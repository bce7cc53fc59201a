//! File-backed response cache.
//!
//! Layout: `{cache_dir}/{key}.json`, one self-describing entry per query.
//!
//! - Atomic writes (write to a hidden `.tmp`, rename into place)
//! - Freshness is computed on read from the entry's own timestamp and TTL
//! - Unreadable or unparsable entries are reported as corrupt, never as errors

use crate::key::CacheKey;
use chrono::{DateTime, Utc};
use serde::{Deserialize, Serialize};
use std::fs::{self, File};
use std::io::{self, Write};
use std::path::{Path, PathBuf};
use std::time::Duration;
use thiserror::Error;
use tracing::{debug, warn};

const ENTRY_EXT: &str = "json";

#[derive(Debug, Error)]
pub enum CacheError {
    #[error("failed to create cache dir {path}: {source}")]
    CreateDir { path: PathBuf, source: io::Error },

    #[error("failed to serialize entry: {0}")]
    Serialize(#[from] serde_json::Error),

    #[error("failed to write {path}: {source}")]
    Write { path: PathBuf, source: io::Error },

    #[error("atomic rename to {path} failed: {source}")]
    Rename { path: PathBuf, source: io::Error },

    #[error("cache i/o error: {0}")]
    Io(#[from] io::Error),
}

/// One persisted response.
#[derive(Debug, Clone, PartialEq, Serialize, Deserialize)]
pub struct CacheEntry {
    pub key: String,
    /// Raw provider body, stored verbatim.
    pub payload: String,
    pub stored_at: DateTime<Utc>,
    pub ttl_seconds: u64,
}

impl CacheEntry {
    /// `now - stored_at < ttl`. A zero TTL is never fresh.
    pub fn is_fresh(&self, now: DateTime<Utc>) -> bool {
        // chrono durations top out at i64::MAX milliseconds
        let secs = i64::try_from(self.ttl_seconds)
            .unwrap_or(i64::MAX)
            .min(i64::MAX / 1000);
        now.signed_duration_since(self.stored_at) < chrono::Duration::seconds(secs)
    }
}

/// Result of reading one key.
#[derive(Debug, Clone, PartialEq)]
pub enum CacheLookup {
    Hit(CacheEntry),
    Miss,
    /// File exists but could not be read or parsed.
    Corrupt(String),
}

/// Summary of cache contents for operator commands.
#[derive(Debug, Clone, Default, PartialEq, Eq)]
pub struct CacheStats {
    pub entries: usize,
    pub fresh: usize,
    pub stale: usize,
    pub corrupt: usize,
    pub total_bytes: u64,
    pub oldest: Option<DateTime<Utc>>,
    pub newest: Option<DateTime<Utc>>,
}

/// The response cache.
#[derive(Debug, Clone)]
pub struct CacheStore {
    dir: PathBuf,
}

impl CacheStore {
    /// The directory is created lazily on first write.
    pub fn new(dir: impl Into<PathBuf>) -> Self {
        Self { dir: dir.into() }
    }

    pub fn dir(&self) -> &Path {
        &self.dir
    }

    fn entry_path(&self, key: &str) -> PathBuf {
        self.dir.join(format!("{key}.{ENTRY_EXT}"))
    }

    /// Hidden, per-process temp name so a crashed write never looks like an entry.
    fn temp_path(&self, key: &str) -> PathBuf {
        self.dir.join(format!(".{key}.{}.tmp", std::process::id()))
    }

    /// Read the entry for `key`, regardless of freshness.
    pub fn lookup(&self, key: &CacheKey) -> CacheLookup {
        let path = self.entry_path(key.as_str());
        let content = match fs::read_to_string(&path) {
            Ok(c) => c,
            Err(e) if e.kind() == io::ErrorKind::NotFound => return CacheLookup::Miss,
            Err(e) => return CacheLookup::Corrupt(format!("read {}: {e}", path.display())),
        };
        match serde_json::from_str::<CacheEntry>(&content) {
            Ok(entry) if entry.key == key.as_str() => CacheLookup::Hit(entry),
            Ok(entry) => CacheLookup::Corrupt(format!(
                "entry at {} belongs to key {}",
                path.display(),
                entry.key
            )),
            Err(e) => CacheLookup::Corrupt(format!("parse {}: {e}", path.display())),
        }
    }

    /// The entry for `key`, or `None` on a miss. Corrupt entries are logged
    /// and treated as absent.
    pub fn get(&self, key: &CacheKey) -> Option<CacheEntry> {
        match self.lookup(key) {
            CacheLookup::Hit(entry) => Some(entry),
            CacheLookup::Miss => None,
            CacheLookup::Corrupt(reason) => {
                warn!(key = %key, %reason, "ignoring corrupt cache entry");
                None
            }
        }
    }

    /// Freshness of `entry` at `now`.
    pub fn is_fresh(&self, entry: &CacheEntry, now: DateTime<Utc>) -> bool {
        entry.is_fresh(now)
    }

    /// Store `payload` under `key`, stamped with the current time.
    pub fn put(&self, key: &CacheKey, payload: &str, ttl: Duration) -> Result<(), CacheError> {
        self.put_with_timestamp(key, payload, ttl, Utc::now())
    }

    /// Store `payload` under `key` with an explicit `stored_at`.
    ///
    /// Readers see either the previous entry or the new one, never a partial file.
    pub fn put_with_timestamp(
        &self,
        key: &CacheKey,
        payload: &str,
        ttl: Duration,
        stored_at: DateTime<Utc>,
    ) -> Result<(), CacheError> {
        let key = key.as_str();
        fs::create_dir_all(&self.dir).map_err(|source| CacheError::CreateDir {
            path: self.dir.clone(),
            source,
        })?;

        let entry = CacheEntry {
            key: key.to_string(),
            payload: payload.to_string(),
            stored_at,
            ttl_seconds: ttl.as_secs(),
        };
        let body = serde_json::to_vec(&entry)?;

        let path = self.entry_path(key);
        let tmp_path = self.temp_path(key);
        write_synced(&tmp_path, &body).map_err(|source| {
            let _ = fs::remove_file(&tmp_path);
            CacheError::Write {
                path: tmp_path.clone(),
                source,
            }
        })?;

        fs::rename(&tmp_path, &path).map_err(|source| {
            let _ = fs::remove_file(&tmp_path);
            CacheError::Rename {
                path: path.clone(),
                source,
            }
        })?;

        debug!(key, bytes = body.len(), "cache entry written");
        Ok(())
    }

    /// Keys of every entry file currently in the cache directory.
    pub fn keys(&self) -> Result<Vec<String>, CacheError> {
        let mut keys: Vec<String> = self
            .entry_files()?
            .into_iter()
            .filter_map(|p| p.file_stem().and_then(|s| s.to_str()).map(str::to_string))
            .collect();
        keys.sort();
        Ok(keys)
    }

    /// Count and size entries, classifying each at `now`.
    pub fn stats(&self, now: DateTime<Utc>) -> Result<CacheStats, CacheError> {
        let mut stats = CacheStats::default();
        for path in self.entry_files()? {
            stats.entries += 1;
            stats.total_bytes += fs::metadata(&path).map(|m| m.len()).unwrap_or(0);
            match read_entry(&path) {
                Some(entry) => {
                    if entry.is_fresh(now) {
                        stats.fresh += 1;
                    } else {
                        stats.stale += 1;
                    }
                    let at = entry.stored_at;
                    stats.oldest = Some(stats.oldest.map_or(at, |t| t.min(at)));
                    stats.newest = Some(stats.newest.map_or(at, |t| t.max(at)));
                }
                None => stats.corrupt += 1,
            }
        }
        Ok(stats)
    }

    /// Delete stale and corrupt entries. Returns the number removed.
    pub fn remove_stale(&self, now: DateTime<Utc>) -> Result<usize, CacheError> {
        let mut removed = 0;
        for path in self.entry_files()? {
            let keep = read_entry(&path).is_some_and(|e| e.is_fresh(now));
            if !keep {
                fs::remove_file(&path)?;
                removed += 1;
            }
        }
        debug!(removed, "removed stale cache entries");
        Ok(removed)
    }

    /// Delete every entry. Returns the number removed.
    pub fn clear(&self) -> Result<usize, CacheError> {
        let files = self.entry_files()?;
        for path in &files {
            fs::remove_file(path)?;
        }
        Ok(files.len())
    }

    /// Entry files, excluding hidden temp files. A missing directory is empty.
    fn entry_files(&self) -> Result<Vec<PathBuf>, CacheError> {
        let entries = match fs::read_dir(&self.dir) {
            Ok(entries) => entries,
            Err(e) if e.kind() == io::ErrorKind::NotFound => return Ok(Vec::new()),
            Err(e) => return Err(e.into()),
        };

        let mut files = Vec::new();
        for entry in entries {
            let path = entry?.path();
            let is_entry = path.extension().and_then(|e| e.to_str()) == Some(ENTRY_EXT)
                && !path
                    .file_name()
                    .and_then(|n| n.to_str())
                    .is_some_and(|n| n.starts_with('.'));
            if is_entry && path.is_file() {
                files.push(path);
            }
        }
        Ok(files)
    }
}

fn write_synced(path: &Path, body: &[u8]) -> io::Result<()> {
    let mut file = File::create(path)?;
    file.write_all(body)?;
    file.sync_all()
}

fn read_entry(path: &Path) -> Option<CacheEntry> {
    let content = fs::read_to_string(path).ok()?;
    serde_json::from_str(&content).ok()
}

#[cfg(test)]
mod tests {
    use super::*;
    use crate::key::derive;
    use crate::query::{Query, SeriesFunction};
    use chrono::TimeZone;
    use tempfile::TempDir;

    const DAY: Duration = Duration::from_secs(86_400);

    fn key(symbol: &str) -> CacheKey {
        derive(&Query::new(symbol, SeriesFunction::Daily)).unwrap()
    }

    fn t0() -> DateTime<Utc> {
        Utc.with_ymd_and_hms(2024, 1, 2, 12, 0, 0).unwrap()
    }

    #[test]
    fn missing_dir_is_a_miss() {
        let tmp = TempDir::new().unwrap();
        let store = CacheStore::new(tmp.path().join("nope"));
        assert_eq!(store.lookup(&key("AAPL")), CacheLookup::Miss);
        assert!(store.keys().unwrap().is_empty());
    }

    #[test]
    fn put_then_get_returns_payload() {
        let tmp = TempDir::new().unwrap();
        let store = CacheStore::new(tmp.path().join("cache"));
        let k = key("AAPL");

        store.put_with_timestamp(&k, "{\"a\":1}", DAY, t0()).unwrap();
        let entry = store.get(&k).unwrap();
        assert_eq!(entry.payload, "{\"a\":1}");
        assert_eq!(entry.stored_at, t0());
        assert_eq!(entry.ttl_seconds, 86_400);
        assert_eq!(store.keys().unwrap(), vec![k.to_string()]);
    }

    #[test]
    fn put_overwrites_and_leaves_no_temp_files() {
        let tmp = TempDir::new().unwrap();
        let store = CacheStore::new(tmp.path());
        let k = key("AAPL");

        store.put(&k, "old", DAY).unwrap();
        store.put(&k, "new", DAY).unwrap();
        assert_eq!(store.get(&k).unwrap().payload, "new");

        let names: Vec<_> = fs::read_dir(tmp.path())
            .unwrap()
            .map(|e| e.unwrap().file_name().into_string().unwrap())
            .collect();
        assert_eq!(names.len(), 1, "unexpected files: {names:?}");
    }

    #[test]
    fn freshness_boundary() {
        let entry = CacheEntry {
            key: "k".into(),
            payload: String::new(),
            stored_at: t0(),
            ttl_seconds: 60,
        };
        assert!(entry.is_fresh(t0()));
        assert!(entry.is_fresh(t0() + chrono::Duration::seconds(59)));
        assert!(!entry.is_fresh(t0() + chrono::Duration::seconds(60)));
        // Future-dated entries stay fresh.
        assert!(entry.is_fresh(t0() - chrono::Duration::hours(1)));

        let zero = CacheEntry { ttl_seconds: 0, ..entry };
        assert!(!zero.is_fresh(t0()));
    }

    #[test]
    fn garbage_file_is_corrupt() {
        let tmp = TempDir::new().unwrap();
        let store = CacheStore::new(tmp.path());
        let k = key("AAPL");
        fs::write(tmp.path().join(format!("{k}.json")), "not json").unwrap();

        assert!(matches!(store.lookup(&k), CacheLookup::Corrupt(_)));
        assert!(store.get(&k).is_none());
    }

    #[test]
    fn entry_for_other_key_is_corrupt() {
        let tmp = TempDir::new().unwrap();
        let store = CacheStore::new(tmp.path());
        let (a, b) = (key("AAPL"), key("MSFT"));
        store.put(&a, "x", DAY).unwrap();
        fs::rename(
            tmp.path().join(format!("{a}.json")),
            tmp.path().join(format!("{b}.json")),
        )
        .unwrap();

        assert!(matches!(store.lookup(&b), CacheLookup::Corrupt(_)));
    }

    #[test]
    fn stats_and_remove_stale() {
        let tmp = TempDir::new().unwrap();
        let store = CacheStore::new(tmp.path());
        let (fresh, stale) = (key("AAPL"), key("MSFT"));
        store.put_with_timestamp(&fresh, "f", DAY, t0()).unwrap();
        store
            .put_with_timestamp(&stale, "s", DAY, t0() - chrono::Duration::days(2))
            .unwrap();
        fs::write(tmp.path().join("broken.json"), "{").unwrap();

        let stats = store.stats(t0()).unwrap();
        assert_eq!(stats.entries, 3);
        assert_eq!(stats.fresh, 1);
        assert_eq!(stats.stale, 1);
        assert_eq!(stats.corrupt, 1);
        assert!(stats.total_bytes > 0);
        assert_eq!(stats.newest, Some(t0()));

        assert_eq!(store.remove_stale(t0()).unwrap(), 2);
        assert_eq!(store.keys().unwrap(), vec![fresh.to_string()]);
    }

    #[test]
    fn clear_removes_everything() {
        let tmp = TempDir::new().unwrap();
        let store = CacheStore::new(tmp.path());
        store.put(&key("AAPL"), "a", DAY).unwrap();
        store.put(&key("MSFT"), "b", DAY).unwrap();
        assert_eq!(store.clear().unwrap(), 2);
        assert!(store.keys().unwrap().is_empty());
    }
}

+===+

• _What the exercise asks_
Reply with the number of lines in the data above that contain "names", and with nothing else.

• _Your response_
2